> [Problem]
Read the lines below and count those that have the word "model". Respond with the number only.

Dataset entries
::::::::

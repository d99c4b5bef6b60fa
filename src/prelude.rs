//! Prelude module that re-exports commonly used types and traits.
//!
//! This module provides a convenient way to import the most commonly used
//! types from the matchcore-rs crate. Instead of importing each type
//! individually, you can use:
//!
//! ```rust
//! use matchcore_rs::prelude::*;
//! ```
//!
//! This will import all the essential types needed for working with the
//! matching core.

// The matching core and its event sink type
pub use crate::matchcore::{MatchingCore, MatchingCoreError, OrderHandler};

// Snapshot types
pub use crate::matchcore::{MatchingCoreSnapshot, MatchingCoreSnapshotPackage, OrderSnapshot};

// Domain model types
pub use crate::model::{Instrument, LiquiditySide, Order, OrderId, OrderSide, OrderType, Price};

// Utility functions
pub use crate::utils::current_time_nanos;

::::::::

> [Solution for this problem]
2